Problem: The system $\mathbf{S4.4}$ of modal logic adds to the system $\mathbf{S4}$ the axiom $(A \wedge \Diamond \Box A) \rightarrow \Box A$. Show that $$ (\Diamond A \wedge \Diamond B) \rightarrow (\Diamond (A \wedge \Diamond B) \vee \Diamond (B \wedge \Diamond A))$$ is a theorem of $\mathbf{S4.4}$.
Attempt: In $\mathbf{S4}$ I have the following additional axioms:
(i) $\Box A \rightarrow A$
(ii) $\Box A \rightarrow \Box \Box A$ and their duals.
Furthermore, axioms of minimal temporal logic include axioms like $\Box (A \rightarrow B) \rightarrow (\Box A \rightarrow \Box B)$ and stuff like $(\Box A_1 \wedge \ldots \wedge \Box A_n) \leftrightarrow \Box (A_1 \wedge \ldots \wedge A_n)$.
To prove the statement, it is enough to prove $(\Diamond A \wedge \Diamond B) \rightarrow \Diamond (A \wedge \Diamond B)$. It is enough to prove the dual, which is $ \Box (A \vee \Box B) \rightarrow \Box A \vee \Box B$.

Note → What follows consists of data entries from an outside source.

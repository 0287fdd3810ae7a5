// Token precision
pub const SCALAR_7: i128 = 10_000_000; // 7 decimal places, used for rates
pub const SCALAR_18: i128 = 1_000_000_000_000_000_000; // 18 decimal places, internal accounting
pub const INTERNAL_DECIMALS: u32 = 18; // decimals of normalized assets and of shares

// Time constants
pub const ONE_DAY_SECONDS: u64 = 86_400;
pub const SECONDS_PER_YEAR: u64 = ONE_DAY_SECONDS * 365;

// Limits
pub const UNLIMITED: i128 = i128::MAX; // sentinel for a disabled deposit or liquidity cap
pub const MAX_PLATFORM_FEE: i128 = 0_1000000; // 10% per year
pub const MAX_PERFORMANCE_FEE: i128 = 0_5000000; // 50% of yield
mod lending;
pub use lending::{LendingPool, LendingPoolClient};
mod swap;
pub use swap::{SwapRouter, SwapRouterClient};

Now, the axiom $\Box (A \rightarrow B) \rightarrow (\Box A \rightarrow \Box B)$ is equivalent to $$ \Box (A \vee B) \rightarrow (\Diamond A \vee \Box B). $$ Performing a substitution, I get $$ \Box (A \vee \Box B) \rightarrow (\Diamond A \vee \Box \Box B). $$ Now, taking the dual of the additional axiom of $\mathbf{S4.4}$, I see that $$ \Diamond A \rightarrow A \vee \Box \Diamond A.$$
Furthermore, using axiom (i), I see that $\Box \Box B \rightarrow \Box B$ where I also used substitution. Therefore, I know that $$ \Box (A \vee \Box B) \rightarrow A \vee \Box \Diamond A \vee \Box B. $$ This is almost what I need, except that I need to prove somehow that $$ A \vee \Box \Diamond A \rightarrow \Box A $$ and this is where I'm stuck.
Any help is appreciated.
Your proof is not erroneous, though the desired final implication $$A\vee\Box\Diamond A\rightarrow \Box A$$ is not a theorem of S4.4. It is easy to build a two-state Kripke model of S4.4 in which the first state sees the second but not vice versa, and a proposition $A$ which holds for the first state, but not the second. In this model, this implication fails.
Unfortunatly, the first step already doomed you,S4.4 does not prove $$\Diamond A\wedge\Diamond B\rightarrow\Diamond( A\wedge\Diamond B)$$ The counterexample form above is a counterexample here as well.
So let us assume $$\Diamond A\wedge\Diamond B \wedge \neg \Diamond( A\wedge\Diamond B)$$ which is equivalent to $$\Diamond A\wedge\Diamond B \wedge \Box (\neg A\vee\Box \neg B)$$ and recall that we want to show $$\Diamond(\Diamond A\wedge B)$$ from the above. From T we get $\neg A\vee\Box\neg B$ and as $\Diamond B$ holds, $\neg A$. I claim $$\Box\Diamond A$$ If this fails, $$\Diamond\Box\neg A$$ and from S4.4 and $\neg A$ we conclude $$\Box\neg A$$ which contradicts $\Diamond A$. Thus we have $$\Diamond B\wedge\Box\Diamond A$$ and hence $$\Diamond(B\wedge \Diamond A)$$ as desired.